### Your assignment
Each line in the entries below that holds the word "Rodriguez" belongs in the answer.

### Stored items

◆ ◆ ◆ ◆ ◆

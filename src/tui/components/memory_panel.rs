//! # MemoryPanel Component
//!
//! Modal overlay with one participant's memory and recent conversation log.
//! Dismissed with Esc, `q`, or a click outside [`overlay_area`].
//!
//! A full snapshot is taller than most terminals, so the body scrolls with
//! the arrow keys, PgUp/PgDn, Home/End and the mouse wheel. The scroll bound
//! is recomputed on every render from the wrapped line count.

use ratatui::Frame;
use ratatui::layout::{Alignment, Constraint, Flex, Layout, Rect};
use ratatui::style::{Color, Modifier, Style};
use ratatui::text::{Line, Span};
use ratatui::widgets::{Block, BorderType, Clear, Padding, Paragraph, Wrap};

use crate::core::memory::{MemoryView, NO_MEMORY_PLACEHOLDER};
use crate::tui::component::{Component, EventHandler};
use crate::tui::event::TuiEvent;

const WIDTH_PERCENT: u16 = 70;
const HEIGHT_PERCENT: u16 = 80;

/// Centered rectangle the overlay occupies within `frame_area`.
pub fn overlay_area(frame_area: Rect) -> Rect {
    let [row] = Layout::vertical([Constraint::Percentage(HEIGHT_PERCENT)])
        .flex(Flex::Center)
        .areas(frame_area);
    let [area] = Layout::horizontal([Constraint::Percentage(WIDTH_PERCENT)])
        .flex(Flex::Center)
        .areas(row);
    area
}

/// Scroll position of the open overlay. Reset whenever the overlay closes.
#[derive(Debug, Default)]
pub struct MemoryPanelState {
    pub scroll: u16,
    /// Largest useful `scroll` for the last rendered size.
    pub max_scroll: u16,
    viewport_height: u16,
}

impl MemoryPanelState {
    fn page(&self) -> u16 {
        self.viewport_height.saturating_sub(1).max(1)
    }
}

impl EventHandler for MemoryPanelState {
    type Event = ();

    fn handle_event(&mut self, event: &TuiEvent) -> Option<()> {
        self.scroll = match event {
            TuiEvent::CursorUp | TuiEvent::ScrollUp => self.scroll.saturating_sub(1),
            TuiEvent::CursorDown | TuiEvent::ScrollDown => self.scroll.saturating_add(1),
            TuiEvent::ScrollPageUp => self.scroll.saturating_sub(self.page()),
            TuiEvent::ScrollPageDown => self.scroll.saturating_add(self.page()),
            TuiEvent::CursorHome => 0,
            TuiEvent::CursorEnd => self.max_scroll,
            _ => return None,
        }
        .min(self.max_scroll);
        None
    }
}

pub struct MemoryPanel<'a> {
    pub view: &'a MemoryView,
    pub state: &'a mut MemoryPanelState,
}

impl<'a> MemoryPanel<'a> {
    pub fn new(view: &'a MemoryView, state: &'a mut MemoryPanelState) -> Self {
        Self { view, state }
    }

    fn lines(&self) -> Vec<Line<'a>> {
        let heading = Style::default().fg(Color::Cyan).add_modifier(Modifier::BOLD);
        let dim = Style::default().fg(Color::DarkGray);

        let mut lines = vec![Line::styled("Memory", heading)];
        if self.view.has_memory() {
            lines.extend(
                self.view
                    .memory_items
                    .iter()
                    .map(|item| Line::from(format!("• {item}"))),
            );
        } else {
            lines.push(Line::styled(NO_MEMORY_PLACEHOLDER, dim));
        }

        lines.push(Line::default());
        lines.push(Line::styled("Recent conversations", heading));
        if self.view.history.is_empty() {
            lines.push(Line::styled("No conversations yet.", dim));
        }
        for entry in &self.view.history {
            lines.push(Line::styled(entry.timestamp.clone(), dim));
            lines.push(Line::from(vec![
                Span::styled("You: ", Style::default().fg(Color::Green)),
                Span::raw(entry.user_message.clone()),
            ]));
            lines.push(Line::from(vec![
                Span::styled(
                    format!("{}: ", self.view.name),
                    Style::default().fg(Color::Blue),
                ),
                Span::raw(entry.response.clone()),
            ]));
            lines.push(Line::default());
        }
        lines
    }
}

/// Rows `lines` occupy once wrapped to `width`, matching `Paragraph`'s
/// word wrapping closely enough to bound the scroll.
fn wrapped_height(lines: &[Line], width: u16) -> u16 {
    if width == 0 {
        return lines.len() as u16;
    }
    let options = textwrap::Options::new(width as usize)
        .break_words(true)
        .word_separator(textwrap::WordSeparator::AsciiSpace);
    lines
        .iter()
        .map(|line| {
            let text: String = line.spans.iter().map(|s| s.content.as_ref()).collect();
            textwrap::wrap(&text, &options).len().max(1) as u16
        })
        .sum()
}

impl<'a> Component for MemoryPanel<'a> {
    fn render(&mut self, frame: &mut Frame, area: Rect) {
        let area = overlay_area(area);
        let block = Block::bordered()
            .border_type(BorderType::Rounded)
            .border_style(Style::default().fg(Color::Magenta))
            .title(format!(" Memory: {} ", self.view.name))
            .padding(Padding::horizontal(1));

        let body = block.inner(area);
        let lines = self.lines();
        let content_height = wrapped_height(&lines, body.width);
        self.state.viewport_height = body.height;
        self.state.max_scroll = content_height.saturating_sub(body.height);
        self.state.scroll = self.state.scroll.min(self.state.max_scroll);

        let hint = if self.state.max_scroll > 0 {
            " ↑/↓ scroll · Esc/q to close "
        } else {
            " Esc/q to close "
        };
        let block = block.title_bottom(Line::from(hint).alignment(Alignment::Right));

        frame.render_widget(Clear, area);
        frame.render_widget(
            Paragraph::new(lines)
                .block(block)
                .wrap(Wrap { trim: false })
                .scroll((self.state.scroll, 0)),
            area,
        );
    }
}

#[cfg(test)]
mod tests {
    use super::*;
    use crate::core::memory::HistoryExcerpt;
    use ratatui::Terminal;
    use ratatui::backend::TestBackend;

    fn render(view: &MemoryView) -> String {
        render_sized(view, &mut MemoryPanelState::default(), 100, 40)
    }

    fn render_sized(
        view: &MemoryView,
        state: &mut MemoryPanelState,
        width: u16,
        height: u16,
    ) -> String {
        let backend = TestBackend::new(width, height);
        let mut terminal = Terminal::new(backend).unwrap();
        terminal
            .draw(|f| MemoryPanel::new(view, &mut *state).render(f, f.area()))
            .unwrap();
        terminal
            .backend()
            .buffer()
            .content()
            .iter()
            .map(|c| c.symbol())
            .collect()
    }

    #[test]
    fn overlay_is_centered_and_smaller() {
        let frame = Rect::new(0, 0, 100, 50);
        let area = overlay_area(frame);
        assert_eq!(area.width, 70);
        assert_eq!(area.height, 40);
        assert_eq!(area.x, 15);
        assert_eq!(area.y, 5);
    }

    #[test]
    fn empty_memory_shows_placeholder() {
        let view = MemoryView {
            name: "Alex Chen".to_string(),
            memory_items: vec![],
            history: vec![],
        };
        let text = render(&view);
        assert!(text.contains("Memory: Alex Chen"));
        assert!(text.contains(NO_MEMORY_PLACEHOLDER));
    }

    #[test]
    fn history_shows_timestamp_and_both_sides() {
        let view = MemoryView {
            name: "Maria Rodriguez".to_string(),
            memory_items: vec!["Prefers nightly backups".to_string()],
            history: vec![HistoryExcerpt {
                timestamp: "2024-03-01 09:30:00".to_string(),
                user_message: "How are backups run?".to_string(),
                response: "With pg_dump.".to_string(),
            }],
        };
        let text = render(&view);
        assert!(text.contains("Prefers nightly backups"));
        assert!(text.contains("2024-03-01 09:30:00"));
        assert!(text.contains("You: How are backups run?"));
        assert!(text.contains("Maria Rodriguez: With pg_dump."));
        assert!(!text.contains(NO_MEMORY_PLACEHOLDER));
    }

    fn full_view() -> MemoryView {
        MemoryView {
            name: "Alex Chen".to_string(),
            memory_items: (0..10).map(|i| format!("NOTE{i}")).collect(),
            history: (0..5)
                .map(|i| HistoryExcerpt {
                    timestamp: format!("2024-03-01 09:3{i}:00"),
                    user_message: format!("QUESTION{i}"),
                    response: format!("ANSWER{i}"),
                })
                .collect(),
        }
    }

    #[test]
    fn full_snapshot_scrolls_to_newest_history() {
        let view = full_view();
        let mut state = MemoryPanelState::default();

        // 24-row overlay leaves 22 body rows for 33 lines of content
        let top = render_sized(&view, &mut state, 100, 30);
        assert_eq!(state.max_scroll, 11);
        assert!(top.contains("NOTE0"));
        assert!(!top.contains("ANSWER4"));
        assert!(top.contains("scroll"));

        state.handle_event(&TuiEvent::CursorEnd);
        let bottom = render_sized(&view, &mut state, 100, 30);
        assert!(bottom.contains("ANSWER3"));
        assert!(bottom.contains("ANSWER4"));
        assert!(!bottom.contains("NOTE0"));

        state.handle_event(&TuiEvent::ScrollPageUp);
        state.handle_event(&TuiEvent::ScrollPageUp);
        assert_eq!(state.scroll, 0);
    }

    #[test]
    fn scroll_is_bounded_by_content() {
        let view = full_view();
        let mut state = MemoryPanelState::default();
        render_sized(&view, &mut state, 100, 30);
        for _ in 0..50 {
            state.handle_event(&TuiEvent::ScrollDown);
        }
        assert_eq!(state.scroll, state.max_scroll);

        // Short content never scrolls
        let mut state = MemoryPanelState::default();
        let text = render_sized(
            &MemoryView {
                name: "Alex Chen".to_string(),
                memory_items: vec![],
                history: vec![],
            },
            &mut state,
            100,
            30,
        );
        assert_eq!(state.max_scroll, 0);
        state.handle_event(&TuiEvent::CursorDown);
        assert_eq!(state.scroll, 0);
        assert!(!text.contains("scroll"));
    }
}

◆ ◆ ◆ ◆ ◆

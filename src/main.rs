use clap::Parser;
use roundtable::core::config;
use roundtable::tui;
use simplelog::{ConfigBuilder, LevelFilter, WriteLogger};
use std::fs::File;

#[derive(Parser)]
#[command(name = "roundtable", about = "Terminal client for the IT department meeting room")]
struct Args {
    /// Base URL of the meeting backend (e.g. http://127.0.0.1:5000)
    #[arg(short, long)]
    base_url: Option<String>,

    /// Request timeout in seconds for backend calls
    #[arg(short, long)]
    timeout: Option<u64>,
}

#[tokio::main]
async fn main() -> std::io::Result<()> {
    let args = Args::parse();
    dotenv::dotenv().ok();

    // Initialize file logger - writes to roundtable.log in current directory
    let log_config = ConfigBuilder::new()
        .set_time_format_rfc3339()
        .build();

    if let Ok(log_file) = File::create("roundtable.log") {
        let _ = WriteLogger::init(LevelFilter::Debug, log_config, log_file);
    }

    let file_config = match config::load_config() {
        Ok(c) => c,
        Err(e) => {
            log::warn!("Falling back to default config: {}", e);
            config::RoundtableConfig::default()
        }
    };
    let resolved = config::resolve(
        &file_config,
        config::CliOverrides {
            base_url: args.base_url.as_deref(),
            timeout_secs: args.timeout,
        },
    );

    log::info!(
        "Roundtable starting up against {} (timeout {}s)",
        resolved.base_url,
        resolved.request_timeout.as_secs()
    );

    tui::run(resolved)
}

◆ ◆ ◆ ◆ ◆

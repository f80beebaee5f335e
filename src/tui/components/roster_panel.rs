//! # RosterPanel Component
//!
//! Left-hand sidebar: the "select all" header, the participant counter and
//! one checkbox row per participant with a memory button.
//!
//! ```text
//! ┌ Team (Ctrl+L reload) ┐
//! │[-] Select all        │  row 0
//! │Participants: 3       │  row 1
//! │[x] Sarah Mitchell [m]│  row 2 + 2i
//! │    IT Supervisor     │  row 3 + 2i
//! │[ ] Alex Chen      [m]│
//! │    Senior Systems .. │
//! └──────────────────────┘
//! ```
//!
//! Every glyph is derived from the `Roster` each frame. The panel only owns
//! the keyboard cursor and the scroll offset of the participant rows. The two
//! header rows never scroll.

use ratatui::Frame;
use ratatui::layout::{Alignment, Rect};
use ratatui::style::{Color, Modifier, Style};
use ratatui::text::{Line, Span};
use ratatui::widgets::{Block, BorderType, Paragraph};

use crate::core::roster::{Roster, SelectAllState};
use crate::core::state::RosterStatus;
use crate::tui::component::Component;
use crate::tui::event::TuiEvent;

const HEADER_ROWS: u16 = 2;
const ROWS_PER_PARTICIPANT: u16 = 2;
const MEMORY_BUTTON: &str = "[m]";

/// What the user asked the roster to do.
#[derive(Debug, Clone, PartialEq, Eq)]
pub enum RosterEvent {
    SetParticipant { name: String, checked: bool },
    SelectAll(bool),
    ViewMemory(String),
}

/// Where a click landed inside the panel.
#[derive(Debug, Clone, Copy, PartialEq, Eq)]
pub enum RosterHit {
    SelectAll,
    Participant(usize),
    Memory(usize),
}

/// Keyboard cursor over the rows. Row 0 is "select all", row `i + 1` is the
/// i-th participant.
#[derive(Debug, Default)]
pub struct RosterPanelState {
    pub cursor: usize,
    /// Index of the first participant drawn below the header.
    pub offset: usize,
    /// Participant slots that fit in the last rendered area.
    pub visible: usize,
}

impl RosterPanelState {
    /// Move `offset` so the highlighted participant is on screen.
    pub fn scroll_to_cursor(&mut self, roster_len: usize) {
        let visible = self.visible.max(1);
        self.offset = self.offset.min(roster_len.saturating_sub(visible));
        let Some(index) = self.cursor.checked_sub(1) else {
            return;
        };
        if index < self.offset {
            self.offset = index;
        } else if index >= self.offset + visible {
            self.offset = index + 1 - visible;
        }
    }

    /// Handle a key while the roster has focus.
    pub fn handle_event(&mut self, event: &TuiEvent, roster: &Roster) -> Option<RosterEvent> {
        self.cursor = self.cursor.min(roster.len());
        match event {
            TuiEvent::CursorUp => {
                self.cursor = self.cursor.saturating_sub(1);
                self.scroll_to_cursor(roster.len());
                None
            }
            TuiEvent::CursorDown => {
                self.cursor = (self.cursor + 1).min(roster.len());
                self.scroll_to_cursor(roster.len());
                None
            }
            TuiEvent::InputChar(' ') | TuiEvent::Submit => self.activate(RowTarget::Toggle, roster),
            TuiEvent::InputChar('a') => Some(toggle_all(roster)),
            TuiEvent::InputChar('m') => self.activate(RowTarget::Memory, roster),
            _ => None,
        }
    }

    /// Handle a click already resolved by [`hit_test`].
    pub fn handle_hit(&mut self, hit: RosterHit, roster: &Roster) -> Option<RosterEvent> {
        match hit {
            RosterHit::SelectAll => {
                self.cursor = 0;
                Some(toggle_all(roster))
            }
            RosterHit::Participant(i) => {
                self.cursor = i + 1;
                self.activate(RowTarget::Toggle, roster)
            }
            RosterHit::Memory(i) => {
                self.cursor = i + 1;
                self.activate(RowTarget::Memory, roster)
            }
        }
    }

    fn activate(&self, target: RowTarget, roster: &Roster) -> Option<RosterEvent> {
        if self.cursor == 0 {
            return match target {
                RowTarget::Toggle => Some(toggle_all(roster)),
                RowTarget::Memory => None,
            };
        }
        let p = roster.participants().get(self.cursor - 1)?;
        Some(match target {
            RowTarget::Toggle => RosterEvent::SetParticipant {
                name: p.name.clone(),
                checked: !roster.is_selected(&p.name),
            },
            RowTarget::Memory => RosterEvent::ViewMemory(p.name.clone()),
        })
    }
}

◆ ◆ ◆ ◆ ◆

### Solution for this problem
            name: "Maria Rodriguez".to_string(),
        assert!(text.contains("Maria Rodriguez: With pg_dump."));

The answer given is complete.